Wherein whether they spoke truth or not, yet their sacrilege did not remain unpunished; for attempting to return homeward toward the sea by way of the Nile, they were set upon while weighed down with wine and sleep, by the country people, and to a man miserably destroyed. But the pious folk, restoring the holy gold to its pristine sanctuary, were not unrewarded: for since that day it grows glorious with ever fresh miracles—as of blind restored to sight, paralytics to strength, demoniacs to sanity—to the honour of the orthodox Catholic Church, and of its ever-blessed saints.’ ...............
So be it. Pelagia and Philammon, like the rest, went to their own place; to the only place where such in such days could find rest; to the desert and the hermit’s cell, and then forward into that fairy land of legend and miracle, wherein all saintly lives were destined to be enveloped for many a century thenceforth.

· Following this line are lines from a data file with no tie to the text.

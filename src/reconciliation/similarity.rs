//! String similarity helpers

/// Levenshtein edit distance counted in characters
pub fn levenshtein(a: &str, b: &str) -> usize {
    let a: Vec<char> = a.chars().collect();
    let b: Vec<char> = b.chars().collect();

    if a.is_empty() {
        return b.len();
    }
    if b.is_empty() {
        return a.len();
    }

    let mut previous: Vec<usize> = (0..=b.len()).collect();
    let mut current = vec![0; b.len() + 1];

    for (i, ca) in a.iter().enumerate() {
        current[0] = i + 1;
        for (j, cb) in b.iter().enumerate() {
            let substitution = previous[j] + usize::from(ca != cb);
            current[j + 1] = substitution
                .min(previous[j + 1] + 1)
                .min(current[j] + 1);
        }
        std::mem::swap(&mut previous, &mut current);
    }

    previous[b.len()]
}

/// Edit-distance similarity between two strings, `1 - distance / max_len`
#[derive(Debug, Clone, Copy, PartialEq, Eq)]
pub struct Similarity {
    pub distance: usize,
    pub max_len: usize,
}

impl Similarity {
    /// Compare two strings; `None` when either side is empty
    pub fn between(a: &str, b: &str) -> Option<Self> {
        if a.is_empty() || b.is_empty() {
            return None;
        }

        Some(Self {
            distance: levenshtein(a, b),
            max_len: a.chars().count().max(b.chars().count()),
        })
    }

    /// Similarity in `[0.0, 1.0]`
    pub fn ratio(&self) -> f64 {
        1.0 - self.distance as f64 / self.max_len as f64
    }

    /// Whether the similarity is at least `percent` / 100, compared exactly
    pub fn at_least(&self, percent: usize) -> bool {
        (self.max_len - self.distance) * 100 >= percent * self.max_len
    }
}

#[cfg(test)]
mod tests {
    use super::*;

    #[test]
    fn test_levenshtein_basics() {
        assert_eq!(levenshtein("", "abc"), 3);
        assert_eq!(levenshtein("abc", ""), 3);
        assert_eq!(levenshtein("kitten", "sitting"), 3);
        assert_eq!(levenshtein("same", "same"), 0);
    }

    #[test]
    fn test_levenshtein_counts_characters() {
        // Cyrillic letters are multi-byte but single edits
        assert_eq!(levenshtein("маркет", "маркот"), 1);
    }

    #[test]
    fn test_similarity_ratio() {
        assert_eq!(Similarity::between("acme", "acme").unwrap().ratio(), 1.0);
        assert_eq!(Similarity::between("abcd", "abcx").unwrap().ratio(), 0.75);
        assert!(Similarity::between("", "acme").is_none());
    }

    #[test]
    fn test_at_least_is_exact_on_boundaries() {
        // one edit in five characters is exactly 0.8
        let sim = Similarity::between("acme1", "acme2").unwrap();
        assert!(sim.at_least(80));
        assert!(!sim.at_least(81));
    }
}
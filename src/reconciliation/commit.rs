//! Commit step: turn an accepted match into a payment
//!
//! The payment insert, the invoice transition and the transaction tag are
//! staged on one [`StorageTransaction`] and committed together. The invoice and
//! transaction are re-read through the unit of work, so a match that lost a
//! race against another sweep fails instead of paying an invoice twice.

use chrono::{NaiveDate, Utc};
use tracing::warn;

use crate::traits::*;
use crate::types::*;

/// Width of the zero-padded payment sequence
pub const PAYMENT_SEQUENCE_WIDTH: usize = 4;

/// Month prefix for payment numbers, e.g. `PAY-202501-`
pub fn payment_number_prefix(prefix: &str, payment_date: NaiveDate) -> String {
    format!("{}{}-", prefix, payment_date.format("%Y%m"))
}

/// Sequence number of a payment number, if it carries one
pub fn payment_sequence(payment_number: &str) -> Option<u32> {
    payment_number
        .rsplit('-')
        .next()
        .and_then(|suffix| suffix.parse::<u32>().ok())
}

/// Next payment number after `last` within the month prefix
pub fn next_payment_number(month_prefix: &str, last: Option<&str>) -> String {
    let next = last.and_then(payment_sequence).unwrap_or(0) + 1;
    format!(
        "{}{:0width$}",
        month_prefix,
        next,
        width = PAYMENT_SEQUENCE_WIDTH
    )
}

/// Atomically record `transaction` as payment of `invoice`
///
/// Every staged write is rolled back when any step fails.
pub async fn commit_match<S: ReconciliationStorage>(
    storage: &S,
    payment_prefix: &str,
    transaction: &BankTransaction,
    invoice: &Invoice,
) -> ReconcileResult<Payment> {
    let mut unit = storage.begin().await?;

    let staged = match stage_match(&mut unit, payment_prefix, transaction, invoice).await {
        Ok(payment) => unit.commit().await.map(|_| payment),
        Err(e) => Err(e),
    };

    match staged {
        Ok(payment) => Ok(payment),
        Err(e) => {
            if let Err(rollback_error) = unit.rollback().await {
                warn!(
                    transaction_id = %transaction.id,
                    error = %rollback_error,
                    "Rollback after failed match reported an error"
                );
            }
            Err(e)
        }
    }
}

async fn stage_match<U: StorageTransaction>(
    unit: &mut U,
    payment_prefix: &str,
    transaction: &BankTransaction,
    invoice: &Invoice,
) -> ReconcileResult<Payment> {
    let invoice = unit
        .invoice_for_update(&invoice.id)
        .await?
        .ok_or_else(|| ReconcileError::InvoiceNotFound(invoice.id.clone()))?;

    if !invoice.status.is_awaiting_payment() {
        return Err(ReconcileError::AlreadyPaid(invoice.id));
    }

    let transaction = unit
        .transaction_for_update(&transaction.id)
        .await?
        .ok_or_else(|| ReconcileError::TransactionNotFound(transaction.id.clone()))?;

    if transaction.is_matched() {
        return Err(ReconcileError::AlreadyMatched(transaction.id));
    }

    if !transaction.is_incoming() {
        return Err(ReconcileError::Validation(format!(
            "Transaction {} is not an incoming payment",
            transaction.id
        )));
    }

    if transaction.company_id != invoice.company_id {
        return Err(ReconcileError::Validation(format!(
            "Transaction {} and invoice {} belong to different companies",
            transaction.id, invoice.id
        )));
    }

    let month_prefix = payment_number_prefix(payment_prefix, transaction.transaction_date);
    let last = unit
        .last_payment_number(&invoice.company_id, &month_prefix)
        .await?;
    let payment_number = next_payment_number(&month_prefix, last.as_deref());

    let now = Utc::now().naive_utc();
    let source_reference = transaction
        .external_reference
        .clone()
        .unwrap_or_else(|| transaction.id.clone());

    let payment = Payment {
        id: uuid::Uuid::new_v4().to_string(),
        company_id: invoice.company_id.clone(),
        invoice_id: invoice.id.clone(),
        customer_id: invoice.customer_id().map(str::to_string),
        amount: transaction.amount.clone(),
        currency: invoice.currency.clone(),
        payment_date: transaction.transaction_date,
        payment_number,
        payment_method: PaymentMethod::BankTransfer,
        notes: format!("Auto-matched from bank transaction: {}", source_reference),
        reference: transaction.external_reference.clone(),
        created_at: now,
    };

    unit.insert_payment(&payment).await?;
    unit.mark_invoice_paid(&invoice.id, payment.payment_date).await?;
    unit.mark_transaction_matched(&transaction.id, &invoice.id, &payment.id, now)
        .await?;

    Ok(payment)
}

#[cfg(test)]
mod tests {
    use super::*;

    #[test]
    fn test_payment_number_sequence() {
        let prefix = payment_number_prefix("PAY-", NaiveDate::from_ymd_opt(2025, 1, 20).unwrap());
        assert_eq!(prefix, "PAY-202501-");

        let first = next_payment_number(&prefix, None);
        assert_eq!(first, "PAY-202501-0001");
        assert_eq!(
            next_payment_number(&prefix, Some(&first)),
            "PAY-202501-0002"
        );
    }

    #[test]
    fn test_payment_number_grows_past_padding() {
        assert_eq!(
            next_payment_number("PAY-202501-", Some("PAY-202501-9999")),
            "PAY-202501-10000"
        );
    }

    #[test]
    fn test_unparseable_last_number_restarts() {
        assert_eq!(
            next_payment_number("PAY-202501-", Some("PAY-202501-manual")),
            "PAY-202501-0001"
        );
        assert_eq!(payment_sequence("PAY-202501-0042"), Some(42));
    }
}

And now, readers, farewell. I have shown you New Foes under an old face—your own likenesses in toga and tunic, instead of coat and bonnet. One word before we part. The same devil who tempted these old Egyptians tempts you. The same God who would have saved these old Egyptians if they had willed, will save you, if you will. Their sins are yours, their errors yours, their doom yours, their deliverance yours. There is nothing new under the sun. The thing which has been, it is that which shall be. Let him that is without sin among you cast the first stone, whether at Hypatia or Pelagia, Miriam or Raphael, Cyril or Philammon.